BRIEF:
Please find every line in the records below that contains the word "AppConfig", and copy it.

SUPPLIED MATERIAL:
------------------------------------------------------------------------

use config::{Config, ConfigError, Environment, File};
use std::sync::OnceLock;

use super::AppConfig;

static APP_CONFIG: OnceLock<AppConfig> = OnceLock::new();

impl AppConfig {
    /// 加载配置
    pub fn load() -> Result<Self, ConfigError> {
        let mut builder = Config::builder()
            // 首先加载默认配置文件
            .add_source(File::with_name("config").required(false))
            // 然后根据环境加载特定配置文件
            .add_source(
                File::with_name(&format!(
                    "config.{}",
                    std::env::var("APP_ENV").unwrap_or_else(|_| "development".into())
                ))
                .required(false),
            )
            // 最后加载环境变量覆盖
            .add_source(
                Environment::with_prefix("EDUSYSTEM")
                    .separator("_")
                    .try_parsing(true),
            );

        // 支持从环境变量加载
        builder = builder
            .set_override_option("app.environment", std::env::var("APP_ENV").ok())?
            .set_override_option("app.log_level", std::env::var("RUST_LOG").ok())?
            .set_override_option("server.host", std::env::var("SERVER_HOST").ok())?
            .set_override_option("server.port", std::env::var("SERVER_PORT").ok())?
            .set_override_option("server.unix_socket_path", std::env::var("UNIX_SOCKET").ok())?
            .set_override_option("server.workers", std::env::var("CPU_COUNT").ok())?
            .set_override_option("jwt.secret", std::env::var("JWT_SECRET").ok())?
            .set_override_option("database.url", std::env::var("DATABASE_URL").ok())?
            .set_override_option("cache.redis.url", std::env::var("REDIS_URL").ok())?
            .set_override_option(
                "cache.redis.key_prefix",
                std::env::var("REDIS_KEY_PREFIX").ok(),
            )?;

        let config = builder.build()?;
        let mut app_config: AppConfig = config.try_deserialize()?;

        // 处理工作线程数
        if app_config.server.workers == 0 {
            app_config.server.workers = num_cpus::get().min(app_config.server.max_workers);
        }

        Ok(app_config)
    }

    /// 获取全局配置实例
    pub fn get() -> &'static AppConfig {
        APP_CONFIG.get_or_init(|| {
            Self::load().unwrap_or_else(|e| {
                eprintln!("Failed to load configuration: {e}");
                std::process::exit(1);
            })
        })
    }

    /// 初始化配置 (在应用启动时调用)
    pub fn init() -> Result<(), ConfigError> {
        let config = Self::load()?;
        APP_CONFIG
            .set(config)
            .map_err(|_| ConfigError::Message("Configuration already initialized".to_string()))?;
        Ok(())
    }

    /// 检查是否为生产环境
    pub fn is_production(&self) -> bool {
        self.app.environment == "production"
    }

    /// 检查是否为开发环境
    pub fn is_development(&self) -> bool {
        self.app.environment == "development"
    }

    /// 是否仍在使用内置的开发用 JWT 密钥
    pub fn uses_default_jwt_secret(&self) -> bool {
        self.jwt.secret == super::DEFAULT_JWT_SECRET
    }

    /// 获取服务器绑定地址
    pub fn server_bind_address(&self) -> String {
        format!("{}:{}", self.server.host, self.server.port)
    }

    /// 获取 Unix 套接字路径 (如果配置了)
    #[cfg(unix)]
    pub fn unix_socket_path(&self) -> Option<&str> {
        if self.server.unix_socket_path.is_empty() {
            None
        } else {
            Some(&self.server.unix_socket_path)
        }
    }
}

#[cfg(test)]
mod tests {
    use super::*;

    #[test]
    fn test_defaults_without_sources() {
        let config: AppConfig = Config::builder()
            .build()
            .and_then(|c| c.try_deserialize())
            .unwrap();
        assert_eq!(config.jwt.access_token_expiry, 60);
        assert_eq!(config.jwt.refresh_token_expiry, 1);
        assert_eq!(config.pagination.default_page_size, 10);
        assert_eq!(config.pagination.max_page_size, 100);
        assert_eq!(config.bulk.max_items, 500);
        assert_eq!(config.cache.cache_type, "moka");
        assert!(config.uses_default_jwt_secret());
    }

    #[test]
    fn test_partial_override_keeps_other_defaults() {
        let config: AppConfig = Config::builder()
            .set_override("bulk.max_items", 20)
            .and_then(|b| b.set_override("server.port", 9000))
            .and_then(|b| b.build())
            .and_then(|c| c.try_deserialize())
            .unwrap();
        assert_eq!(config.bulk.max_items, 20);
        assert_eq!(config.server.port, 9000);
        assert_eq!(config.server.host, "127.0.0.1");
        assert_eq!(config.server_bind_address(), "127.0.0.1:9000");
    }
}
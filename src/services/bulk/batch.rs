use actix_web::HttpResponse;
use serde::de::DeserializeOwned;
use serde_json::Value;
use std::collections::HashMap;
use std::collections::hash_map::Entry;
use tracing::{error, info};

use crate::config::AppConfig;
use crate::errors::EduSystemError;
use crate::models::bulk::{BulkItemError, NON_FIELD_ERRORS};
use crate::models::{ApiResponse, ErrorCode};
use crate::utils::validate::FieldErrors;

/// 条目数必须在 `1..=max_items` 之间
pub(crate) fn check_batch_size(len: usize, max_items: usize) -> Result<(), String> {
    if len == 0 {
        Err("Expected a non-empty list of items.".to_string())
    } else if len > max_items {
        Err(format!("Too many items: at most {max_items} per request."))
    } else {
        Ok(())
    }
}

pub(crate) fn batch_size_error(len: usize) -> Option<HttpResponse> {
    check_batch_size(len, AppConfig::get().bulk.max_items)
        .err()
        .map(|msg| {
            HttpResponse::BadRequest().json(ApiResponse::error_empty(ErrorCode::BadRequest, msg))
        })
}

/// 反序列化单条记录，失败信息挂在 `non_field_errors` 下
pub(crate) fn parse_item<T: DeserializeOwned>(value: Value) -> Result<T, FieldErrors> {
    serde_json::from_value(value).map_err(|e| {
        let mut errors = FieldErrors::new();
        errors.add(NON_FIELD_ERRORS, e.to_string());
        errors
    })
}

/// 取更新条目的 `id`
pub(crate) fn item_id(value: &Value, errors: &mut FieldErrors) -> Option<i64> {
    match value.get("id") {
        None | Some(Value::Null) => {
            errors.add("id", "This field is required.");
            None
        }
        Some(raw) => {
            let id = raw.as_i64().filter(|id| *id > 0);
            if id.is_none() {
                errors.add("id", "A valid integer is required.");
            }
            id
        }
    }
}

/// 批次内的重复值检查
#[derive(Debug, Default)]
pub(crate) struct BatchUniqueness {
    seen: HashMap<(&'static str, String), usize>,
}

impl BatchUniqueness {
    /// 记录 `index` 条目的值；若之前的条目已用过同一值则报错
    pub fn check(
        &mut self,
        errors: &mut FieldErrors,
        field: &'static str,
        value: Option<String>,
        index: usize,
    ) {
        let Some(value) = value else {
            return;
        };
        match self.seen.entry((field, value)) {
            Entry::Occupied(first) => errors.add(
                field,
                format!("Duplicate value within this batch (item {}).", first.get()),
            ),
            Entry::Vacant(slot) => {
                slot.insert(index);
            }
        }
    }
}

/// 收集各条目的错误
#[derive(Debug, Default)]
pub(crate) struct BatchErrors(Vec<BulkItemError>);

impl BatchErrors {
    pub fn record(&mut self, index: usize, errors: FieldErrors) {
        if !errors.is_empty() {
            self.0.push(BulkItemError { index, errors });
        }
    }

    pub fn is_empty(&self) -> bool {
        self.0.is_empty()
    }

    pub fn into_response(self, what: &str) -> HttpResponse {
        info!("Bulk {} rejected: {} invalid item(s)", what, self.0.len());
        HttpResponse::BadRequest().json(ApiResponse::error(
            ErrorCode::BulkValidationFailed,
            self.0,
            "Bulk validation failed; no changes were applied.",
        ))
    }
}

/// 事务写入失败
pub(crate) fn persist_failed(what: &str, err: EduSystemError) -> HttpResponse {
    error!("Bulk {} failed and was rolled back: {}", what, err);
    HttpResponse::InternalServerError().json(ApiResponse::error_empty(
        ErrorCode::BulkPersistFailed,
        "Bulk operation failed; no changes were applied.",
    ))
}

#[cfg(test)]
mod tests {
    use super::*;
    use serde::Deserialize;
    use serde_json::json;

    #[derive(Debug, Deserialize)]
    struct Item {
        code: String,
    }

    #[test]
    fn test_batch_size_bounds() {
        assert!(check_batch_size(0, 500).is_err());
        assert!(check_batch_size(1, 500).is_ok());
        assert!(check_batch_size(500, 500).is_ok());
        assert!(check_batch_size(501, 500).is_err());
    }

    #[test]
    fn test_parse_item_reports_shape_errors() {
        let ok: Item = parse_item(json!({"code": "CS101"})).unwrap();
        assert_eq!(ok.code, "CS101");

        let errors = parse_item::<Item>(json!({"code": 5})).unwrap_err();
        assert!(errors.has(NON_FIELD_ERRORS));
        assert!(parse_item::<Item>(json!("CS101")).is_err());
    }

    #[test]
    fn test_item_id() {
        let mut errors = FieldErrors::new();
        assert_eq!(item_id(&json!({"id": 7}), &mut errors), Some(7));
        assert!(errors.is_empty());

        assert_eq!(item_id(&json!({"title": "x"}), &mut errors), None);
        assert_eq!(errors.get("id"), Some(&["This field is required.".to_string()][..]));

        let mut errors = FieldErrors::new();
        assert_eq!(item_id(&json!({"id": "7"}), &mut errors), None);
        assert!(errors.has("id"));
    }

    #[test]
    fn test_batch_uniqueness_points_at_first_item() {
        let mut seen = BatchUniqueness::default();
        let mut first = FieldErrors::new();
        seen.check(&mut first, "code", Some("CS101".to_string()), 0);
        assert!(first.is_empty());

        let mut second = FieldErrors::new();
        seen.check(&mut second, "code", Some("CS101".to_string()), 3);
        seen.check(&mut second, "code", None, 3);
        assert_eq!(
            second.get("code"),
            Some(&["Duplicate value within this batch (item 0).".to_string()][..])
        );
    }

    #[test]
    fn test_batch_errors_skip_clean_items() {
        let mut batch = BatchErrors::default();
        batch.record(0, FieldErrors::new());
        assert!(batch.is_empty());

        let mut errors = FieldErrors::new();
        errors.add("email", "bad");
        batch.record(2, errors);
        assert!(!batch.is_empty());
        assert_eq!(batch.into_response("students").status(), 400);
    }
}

------------------------------------------------------------------------

COMPLETED TASK:
use super::AppConfig;
static APP_CONFIG: OnceLock<AppConfig> = OnceLock::new();
impl AppConfig {
        let mut app_config: AppConfig = config.try_deserialize()?;
    pub fn get() -> &'static AppConfig {
        let config: AppConfig = Config::builder()
        let config: AppConfig = Config::builder()
use crate::config::AppConfig;
    check_batch_size(len, AppConfig::get().bulk.max_items)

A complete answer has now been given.